■ Assignment: Once you have read the listing, retype all of it exactly.

────────────────────────────────────────

//! Challenge-response handshake and background token refresh.
//!
//! # Responsibilities
//! - Request a challenge, sign it, exchange it for tokens
//! - Install the access token into the [`CredentialStore`]
//! - Keep the token fresh until the session shuts down

use std::sync::Arc;
use std::time::Duration;
use thiserror::Error;
use tokio::sync::mpsc;
use tokio::task::JoinHandle;
use tokio::time::sleep;

use crate::auth::credential::{Credential, CredentialStore};
use crate::auth::keypair::AuthKeypair;
use crate::auth::transport::{AuthTransport, Role, Token};
use crate::config::AuthConfig;
use crate::error::TransportError;
use crate::lifecycle::ShutdownSignal;
use crate::observability::metrics;
use crate::resilience::Backoff;

/// Handshake failures. All are fatal to `authenticate`.
#[derive(Debug, Error)]
pub enum AuthError {
    #[error("auth challenge request failed: {0}")]
    Challenge(#[source] TransportError),

    #[error("failed to sign auth challenge: {0}")]
    Sign(String),

    #[error("auth token exchange failed: {0}")]
    TokenExchange(#[source] TransportError),

    #[error("keypair unavailable: {0}")]
    Keypair(String),

    #[error("a refresh task is already running for this session")]
    AlreadyAuthenticated,
}

/// Out-of-band errors from the refresh loop.
#[derive(Debug, Clone, Error, PartialEq, Eq)]
pub enum RefreshError {
    #[error("failed to refresh access token (attempt {attempt}): {source}")]
    Refresh {
        attempt: u32,
        #[source]
        source: TransportError,
    },

    #[error("token refresh cancelled by session shutdown")]
    Cancelled,
}

/// Runs the handshake once and owns the session's single refresh task.
pub struct Authenticator {
    transport: Arc<dyn AuthTransport>,
    keypair: Arc<AuthKeypair>,
    credentials: CredentialStore,
    refresh_margin: Duration,
    backoff: Backoff,
    refresh_task: Option<JoinHandle<()>>,
}

impl Authenticator {
    pub fn new(
        transport: Arc<dyn AuthTransport>,
        keypair: AuthKeypair,
        credentials: CredentialStore,
        config: &AuthConfig,
    ) -> Self {
        Self {
            transport,
            keypair: Arc::new(keypair),
            credentials,
            refresh_margin: config.refresh_margin(),
            backoff: config.backoff(),
            refresh_task: None,
        }
    }

    pub fn credentials(&self) -> &CredentialStore {
        &self.credentials
    }

    /// Whether the refresh task is alive.
    pub fn is_refreshing(&self) -> bool {
        self.refresh_task
            .as_ref()
            .is_some_and(|task| !task.is_finished())
    }

    /// Perform the handshake and start the refresh loop.
    ///
    /// The loop runs until `shutdown` fires. Refresh failures and the final
    /// cancellation are reported on `errors`.
    pub async fn authenticate(
        &mut self,
        role: Role,
        shutdown: ShutdownSignal,
        errors: mpsc::UnboundedSender<RefreshError>,
    ) -> Result<(), AuthError> {
        if self.is_refreshing() {
            return Err(AuthError::AlreadyAuthenticated);
        }

        let pubkey = self.keypair.pubkey();
        let server_challenge = self
            .transport
            .generate_auth_challenge(role, &pubkey)
            .await
            .map_err(AuthError::Challenge)?;

        let challenge = format!("{}-{}", pubkey, server_challenge);
        let signed = self.keypair.sign_challenge(&challenge)?;

        let tokens = self
            .transport
            .generate_auth_tokens(&challenge, &pubkey, &signed)
            .await
            .map_err(AuthError::TokenExchange)?;

        self.install(&tokens.access);
        tracing::info!(pubkey = %pubkey, role = ?role, "Authenticated with relay");

        let refresh = RefreshLoop {
            transport: Arc::clone(&self.transport),
            credentials: self.credentials.clone(),
            refresh_token: tokens.refresh.value,
            margin: self.refresh_margin,
            backoff: self.backoff,
            shutdown,
            errors,
        };
        self.refresh_task = Some(tokio::spawn(refresh.run()));
        Ok(())
    }

    /// Wait for the refresh task to end. Call after triggering shutdown.
    pub async fn join(&mut self) {
        if let Some(task) = self.refresh_task.take() {
            if let Err(e) = task.await {
                tracing::warn!(error = %e, "Token refresh task ended abnormally");
            }
        }
    }

    fn install(&self, token: &Token) {
        self.credentials
            .replace(Credential::new(token.value.clone(), token.expires_at));
    }
}

impl std::fmt::Debug for Authenticator {
    fn fmt(&self, f: &mut std::fmt::Formatter<'_>) -> std::fmt::Result {
        f.debug_struct("Authenticator")
            .field("keypair", &self.keypair)
            .field("refresh_margin", &self.refresh_margin)
            .field("refreshing", &self.is_refreshing())
            .finish()
    }
}

struct RefreshLoop {
    transport: Arc<dyn AuthTransport>,
    credentials: CredentialStore,
    refresh_token: String,
    margin: Duration,
    backoff: Backoff,
    shutdown: ShutdownSignal,
    errors: mpsc::UnboundedSender<RefreshError>,
}

impl RefreshLoop {
    async fn run(self) {
        let RefreshLoop {
            transport,
            credentials,
            refresh_token,
            margin,
            backoff,
            mut shutdown,
            errors,
        } = self;
        let mut failures: u32 = 0;

        loop {
            let delay = if failures == 0 {
                credentials
                    .current()
                    .map(|credential| credential.refresh_delay(margin))
                    .unwrap_or(Duration::ZERO)
            } else {
                backoff.delay(failures)
            };

            tokio::select! {
                biased;
                _ = shutdown.triggered() => break,
                _ = sleep(delay) => {}
            }

            let result = tokio::select! {
                biased;
                _ = shutdown.triggered() => break,
                result = transport.refresh_access_token(&refresh_token) => result,
            };

            match result {
                Ok(token) => {
                    failures = 0;
                    credentials.replace(Credential::new(token.value, token.expires_at));
                    metrics::record_token_refresh(true);
                    tracing::debug!(
                        next_refresh_in = ?credentials.current().map(|c| c.refresh_delay(margin)),
                        "Access token refreshed"
                    );
                }
                Err(source) => {
                    failures = failures.saturating_add(1);
                    metrics::record_token_refresh(false);
                    tracing::warn!(attempt = failures, error = %source, "Access token refresh failed");
                    let _ = errors.send(RefreshError::Refresh {
                        attempt: failures,
                        source,
                    });
                }
            }
        }

        tracing::debug!("Token refresh loop stopped");
        let _ = errors.send(RefreshError::Cancelled);
    }
}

────────────────────────────────────────

■ Answer to the problem:
//! Challenge-response handshake and background token refresh.
//!
//! # Responsibilities
//! - Request a challenge, sign it, exchange it for tokens
//! - Install the access token into the [`CredentialStore`]
//! - Keep the token fresh until the session shuts down

use std::sync::Arc;
use std::time::Duration;
use thiserror::Error;
use tokio::sync::mpsc;
use tokio::task::JoinHandle;
use tokio::time::sleep;

use crate::auth::credential::{Credential, CredentialStore};
use crate::auth::keypair::AuthKeypair;
use crate::auth::transport::{AuthTransport, Role, Token};
use crate::config::AuthConfig;
use crate::error::TransportError;
use crate::lifecycle::ShutdownSignal;
use crate::observability::metrics;
use crate::resilience::Backoff;

/// Handshake failures. All are fatal to `authenticate`.
#[derive(Debug, Error)]
pub enum AuthError {
    #[error("auth challenge request failed: {0}")]
    Challenge(#[source] TransportError),

    #[error("failed to sign auth challenge: {0}")]
    Sign(String),

    #[error("auth token exchange failed: {0}")]
    TokenExchange(#[source] TransportError),

    #[error("keypair unavailable: {0}")]
    Keypair(String),

    #[error("a refresh task is already running for this session")]
    AlreadyAuthenticated,
}

/// Out-of-band errors from the refresh loop.
#[derive(Debug, Clone, Error, PartialEq, Eq)]
pub enum RefreshError {
    #[error("failed to refresh access token (attempt {attempt}): {source}")]
    Refresh {
        attempt: u32,
        #[source]
        source: TransportError,
    },

    #[error("token refresh cancelled by session shutdown")]
    Cancelled,
}

/// Runs the handshake once and owns the session's single refresh task.
pub struct Authenticator {
    transport: Arc<dyn AuthTransport>,
    keypair: Arc<AuthKeypair>,
    credentials: CredentialStore,
    refresh_margin: Duration,
    backoff: Backoff,
    refresh_task: Option<JoinHandle<()>>,
}

impl Authenticator {
    pub fn new(
        transport: Arc<dyn AuthTransport>,
        keypair: AuthKeypair,
        credentials: CredentialStore,
        config: &AuthConfig,
    ) -> Self {
        Self {
            transport,
            keypair: Arc::new(keypair),
            credentials,
            refresh_margin: config.refresh_margin(),
            backoff: config.backoff(),
            refresh_task: None,
        }
    }

    pub fn credentials(&self) -> &CredentialStore {
        &self.credentials
    }

    /// Whether the refresh task is alive.
    pub fn is_refreshing(&self) -> bool {
        self.refresh_task
            .as_ref()
            .is_some_and(|task| !task.is_finished())
    }

    /// Perform the handshake and start the refresh loop.
    ///
    /// The loop runs until `shutdown` fires. Refresh failures and the final
    /// cancellation are reported on `errors`.
    pub async fn authenticate(
        &mut self,
        role: Role,
        shutdown: ShutdownSignal,
        errors: mpsc::UnboundedSender<RefreshError>,
    ) -> Result<(), AuthError> {
        if self.is_refreshing() {
            return Err(AuthError::AlreadyAuthenticated);
        }

        let pubkey = self.keypair.pubkey();
        let server_challenge = self
            .transport
            .generate_auth_challenge(role, &pubkey)
            .await
            .map_err(AuthError::Challenge)?;

        let challenge = format!("{}-{}", pubkey, server_challenge);
        let signed = self.keypair.sign_challenge(&challenge)?;

        let tokens = self
            .transport
            .generate_auth_tokens(&challenge, &pubkey, &signed)
            .await
            .map_err(AuthError::TokenExchange)?;

        self.install(&tokens.access);
        tracing::info!(pubkey = %pubkey, role = ?role, "Authenticated with relay");

        let refresh = RefreshLoop {
            transport: Arc::clone(&self.transport),
            credentials: self.credentials.clone(),
            refresh_token: tokens.refresh.value,
            margin: self.refresh_margin,
            backoff: self.backoff,
            shutdown,
            errors,
        };
        self.refresh_task = Some(tokio::spawn(refresh.run()));
        Ok(())
    }

    /// Wait for the refresh task to end. Call after triggering shutdown.
    pub async fn join(&mut self) {
        if let Some(task) = self.refresh_task.take() {
            if let Err(e) = task.await {
                tracing::warn!(error = %e, "Token refresh task ended abnormally");
            }
        }
    }

    fn install(&self, token: &Token) {
        self.credentials
            .replace(Credential::new(token.value.clone(), token.expires_at));
    }
}

impl std::fmt::Debug for Authenticator {
    fn fmt(&self, f: &mut std::fmt::Formatter<'_>) -> std::fmt::Result {
        f.debug_struct("Authenticator")
            .field("keypair", &self.keypair)
            .field("refresh_margin", &self.refresh_margin)
            .field("refreshing", &self.is_refreshing())
            .finish()
    }
}

struct RefreshLoop {
    transport: Arc<dyn AuthTransport>,
    credentials: CredentialStore,
    refresh_token: String,
    margin: Duration,
    backoff: Backoff,
    shutdown: ShutdownSignal,
    errors: mpsc::UnboundedSender<RefreshError>,
}

impl RefreshLoop {
    async fn run(self) {
        let RefreshLoop {
            transport,
            credentials,
            refresh_token,
            margin,
            backoff,
            mut shutdown,
            errors,
        } = self;
        let mut failures: u32 = 0;

        loop {
            let delay = if failures == 0 {
                credentials
                    .current()
                    .map(|credential| credential.refresh_delay(margin))
                    .unwrap_or(Duration::ZERO)
            } else {
                backoff.delay(failures)
            };

            tokio::select! {
                biased;
                _ = shutdown.triggered() => break,
                _ = sleep(delay) => {}
            }

            let result = tokio::select! {
                biased;
                _ = shutdown.triggered() => break,
                result = transport.refresh_access_token(&refresh_token) => result,
            };

            match result {
                Ok(token) => {
                    failures = 0;
                    credentials.replace(Credential::new(token.value, token.expires_at));
                    metrics::record_token_refresh(true);
                    tracing::debug!(
                        next_refresh_in = ?credentials.current().map(|c| c.refresh_delay(margin)),
                        "Access token refreshed"
                    );
                }
                Err(source) => {
                    failures = failures.saturating_add(1);
                    metrics::record_token_refresh(false);
                    tracing::warn!(attempt = failures, error = %source, "Access token refresh failed");
                    let _ = errors.send(RefreshError::Refresh {
                        attempt: failures,
                        source,
                    });
                }
            }
        }

        tracing::debug!("Token refresh loop stopped");
        let _ = errors.send(RefreshError::Cancelled);
    }
}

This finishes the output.